### Data:
....

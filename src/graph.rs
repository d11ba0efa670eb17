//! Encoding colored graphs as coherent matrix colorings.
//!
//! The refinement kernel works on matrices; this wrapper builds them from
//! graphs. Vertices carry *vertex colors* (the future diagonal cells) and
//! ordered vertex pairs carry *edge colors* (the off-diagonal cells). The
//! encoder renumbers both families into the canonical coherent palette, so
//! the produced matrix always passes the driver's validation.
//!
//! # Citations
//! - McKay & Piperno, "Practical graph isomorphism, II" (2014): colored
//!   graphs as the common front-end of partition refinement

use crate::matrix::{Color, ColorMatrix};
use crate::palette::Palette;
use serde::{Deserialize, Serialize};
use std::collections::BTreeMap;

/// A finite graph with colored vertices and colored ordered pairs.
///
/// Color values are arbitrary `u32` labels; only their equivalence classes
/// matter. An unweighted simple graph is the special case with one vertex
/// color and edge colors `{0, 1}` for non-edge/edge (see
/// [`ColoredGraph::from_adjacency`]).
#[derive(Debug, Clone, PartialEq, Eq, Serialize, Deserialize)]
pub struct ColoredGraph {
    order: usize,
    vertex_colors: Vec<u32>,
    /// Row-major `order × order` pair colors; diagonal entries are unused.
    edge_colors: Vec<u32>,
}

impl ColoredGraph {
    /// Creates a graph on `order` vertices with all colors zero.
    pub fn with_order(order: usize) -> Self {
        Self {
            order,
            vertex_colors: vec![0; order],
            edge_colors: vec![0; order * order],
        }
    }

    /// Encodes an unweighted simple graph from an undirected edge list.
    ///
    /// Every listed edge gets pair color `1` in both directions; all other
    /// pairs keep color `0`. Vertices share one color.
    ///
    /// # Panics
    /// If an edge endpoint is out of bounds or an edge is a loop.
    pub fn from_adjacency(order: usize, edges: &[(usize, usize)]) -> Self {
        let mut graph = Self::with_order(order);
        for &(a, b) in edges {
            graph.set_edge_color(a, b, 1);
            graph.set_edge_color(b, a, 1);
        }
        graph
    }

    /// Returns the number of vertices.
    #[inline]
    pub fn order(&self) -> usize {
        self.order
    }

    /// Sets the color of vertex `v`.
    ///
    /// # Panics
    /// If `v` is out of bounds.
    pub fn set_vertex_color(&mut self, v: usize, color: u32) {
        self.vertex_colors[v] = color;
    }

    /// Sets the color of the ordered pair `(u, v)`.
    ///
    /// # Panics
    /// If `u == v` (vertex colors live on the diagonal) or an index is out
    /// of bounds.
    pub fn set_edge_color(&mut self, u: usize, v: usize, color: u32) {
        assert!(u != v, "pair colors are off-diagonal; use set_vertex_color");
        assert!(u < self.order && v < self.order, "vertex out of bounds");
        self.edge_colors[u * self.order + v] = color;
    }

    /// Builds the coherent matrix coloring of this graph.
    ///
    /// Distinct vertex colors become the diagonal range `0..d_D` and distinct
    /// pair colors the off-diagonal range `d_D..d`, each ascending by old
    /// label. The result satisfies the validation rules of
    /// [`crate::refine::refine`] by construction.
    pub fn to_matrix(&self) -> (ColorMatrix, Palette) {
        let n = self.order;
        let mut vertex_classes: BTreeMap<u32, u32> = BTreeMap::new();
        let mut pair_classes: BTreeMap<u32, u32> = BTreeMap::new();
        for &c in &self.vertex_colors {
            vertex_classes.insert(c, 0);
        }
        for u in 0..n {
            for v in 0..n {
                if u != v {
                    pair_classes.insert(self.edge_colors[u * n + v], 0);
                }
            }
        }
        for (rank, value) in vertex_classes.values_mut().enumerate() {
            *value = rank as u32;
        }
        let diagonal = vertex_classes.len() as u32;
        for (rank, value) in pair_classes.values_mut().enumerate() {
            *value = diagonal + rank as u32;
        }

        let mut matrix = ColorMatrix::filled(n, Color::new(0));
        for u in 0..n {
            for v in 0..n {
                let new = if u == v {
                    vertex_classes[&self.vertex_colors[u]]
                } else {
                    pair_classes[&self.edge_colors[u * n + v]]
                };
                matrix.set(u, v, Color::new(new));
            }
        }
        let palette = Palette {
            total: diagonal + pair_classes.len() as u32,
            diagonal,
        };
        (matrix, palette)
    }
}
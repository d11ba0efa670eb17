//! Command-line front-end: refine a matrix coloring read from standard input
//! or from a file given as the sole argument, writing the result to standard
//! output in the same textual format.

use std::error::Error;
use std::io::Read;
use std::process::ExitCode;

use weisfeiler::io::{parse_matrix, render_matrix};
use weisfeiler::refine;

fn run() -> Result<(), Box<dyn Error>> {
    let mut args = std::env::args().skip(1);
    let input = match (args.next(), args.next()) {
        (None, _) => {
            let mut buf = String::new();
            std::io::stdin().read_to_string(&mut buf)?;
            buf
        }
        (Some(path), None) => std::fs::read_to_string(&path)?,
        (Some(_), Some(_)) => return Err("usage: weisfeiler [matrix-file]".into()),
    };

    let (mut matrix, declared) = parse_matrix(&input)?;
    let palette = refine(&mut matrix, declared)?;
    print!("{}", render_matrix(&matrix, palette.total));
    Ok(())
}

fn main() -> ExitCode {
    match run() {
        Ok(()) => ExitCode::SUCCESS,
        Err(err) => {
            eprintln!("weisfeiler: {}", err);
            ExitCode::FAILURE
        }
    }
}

....

Copy all the lines from the data above that hold the word "simple".

/// matter. An unweighted simple graph is the special case with one vertex
    /// Encodes an unweighted simple graph from an undirected edge list.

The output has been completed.